Friday, January 20, 2006

ethical relativism

"but that is just an excuse for ethical relativism!"

i have heard that phrase, and variations there of, a million times since i first became interested in philosophy. it never ceases to amaze me.

first of all, the word "excuse." the phrase is unceasingly used in response to something that does indeed suggest the relativity of morals. why it is an excuse is not at all clear. it seems like saying that the fact that my children need an education, is just an excuse to send them to school. come again? it isn't an excuse, it is a reason, and a valid one at that. it is also reality. just a thought, but if these people are hungry, isn't that just an excuse to eat?

then there is the issue of ethical relativism. there is a particular section of the population that sees this an evil, a wrong, a terrible misleading leftist communist plot. this is the kind of thing that will rot your teeth, give you bad posture, make you blind if you stay up thinking about it, and make the country lose the war. it will infest your being and rot your soul and send you to hell. their hell, not mine. i don't have a hell, so i guess it is all relative.

lets look at that a second. there are two contrasting views at work here. one view is that there is a universal set of values, and collection of ethics that nobody can deny, that we can discover, the way that we discover a new planet, or a great place to eat, that is to say you just look around, and if you look hard enough, there they are! the overwhelming majority of people who buy into this way of thinking are religious. and by some coincidence, their particular invisible man has already told his believers the truth! in fact, generally, the rules are created by their god. these are the people that argue that if people didn't believe in god, there would be no morals.

the second view is that people make up rules, and that they always have. plain and simple.

so how is your history? how is your knowledge of religion? if you look back on the history of religion, and how it relates to morals, there is one thing you can find, with very little effort. they change.

oh many people claim that ethical values are laid out by a god or gods, but if so, it would seem these gods are indecisive. the rules keep changing. why is that? is it because the already existing and unchanging rules of conduct that define a moral person can change? why no they can't (we are told) can they? so what happens? perhaps we misunderstood, and the new rules are the real rules? reflects poorly on god, doesn't it? can't even get his own rules right?

so what is really happening? simple, people change the rules, and then they change god to allow their new system to have authority. how convenient.

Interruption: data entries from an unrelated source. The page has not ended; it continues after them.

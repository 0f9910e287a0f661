//! The version descriptor of the engine sources to fetch.

use std::fmt;
use std::path::Path;

use serde::Serialize;
use tracing::debug;

use crate::config::ConfigError;

/// Identifies which revision of the engine to fetch (a branch, tag or commit).
///
/// Read once per session and never changed afterwards.
#[derive(Debug, Clone, PartialEq, Eq, Hash, Serialize)]
#[serde(transparent)]
pub struct VersionDescriptor(String);

impl VersionDescriptor {
  pub fn new(value: impl Into<String>) -> Self {
    Self(value.into())
  }

  /// Read the pinned version from `path`, falling back to `default` when the
  /// file is absent or blank.
  pub fn read(path: &Path, default: &str) -> Result<Self, ConfigError> {
    if !path.exists() {
      debug!(path = %path.display(), default, "no pinned version file");
      return Ok(Self::new(default));
    }

    let content = std::fs::read_to_string(path).map_err(|source| ConfigError::ReadVersion {
      path: path.to_path_buf(),
      source,
    })?;

    let pinned = content.trim();
    if pinned.is_empty() {
      debug!(path = %path.display(), default, "pinned version file is blank");
      return Ok(Self::new(default));
    }

    debug!(path = %path.display(), version = pinned, "using pinned version");
    Ok(Self::new(pinned))
  }

  pub fn as_str(&self) -> &str {
    &self.0
  }

  /// The descriptor reduced to characters safe for a file name.
  pub fn file_safe(&self) -> String {
    self
      .0
      .chars()
      .map(|c| {
        if c.is_ascii_alphanumeric() || c == '-' || c == '_' || c == '.' {
          c
        } else {
          '_'
        }
      })
      .collect()
  }
}

impl fmt::Display for VersionDescriptor {
  fn fmt(&self, f: &mut fmt::Formatter<'_>) -> fmt::Result {
    f.write_str(&self.0)
  }
}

but ethical relativism is bad and we need excuses for it.

got that?

good.

the real issue, to me at least, is simply people who are cowards. some people have the conviction of themselves, rather than their beliefs.

i know that i am not always right. i know that i am not always correct. i know that i am as able to be misled, confused, bewildered, and lost as anyone. but i also know that if i keep working at it, i can arrive at the answer. the key is to keep looking at the assumptions, and to never accept an answer as final (sorry "who wants to be a millionaire fans) no matter how good it may seem at any given time.

but other people don't have the courage to believe in themselves. no, it is far too easy to put their belief in a father figure, and let the work, the thinking, and the responsibility be someone else's. it is simply a matter of cowardly people with lazy attitudes. that simple.

now the danger is that people will assume that all people who have religious beliefs are lazy cowards. ah but that is not what said. look again.

Galileo said, "I do not feel obliged to believe that the same God who has endowed us with sense, reason, and intellect has intended us to forgo their use."

Jefferson said, "Question with boldness even the existence of a god; because if there be one he must approve of the homage of reason more than that of blindfolded fear."

religion is not the determining factor. failing to think about it is. blind acceptance is not belief, it is not faith, it is not intelligent, and most of all, it is not right.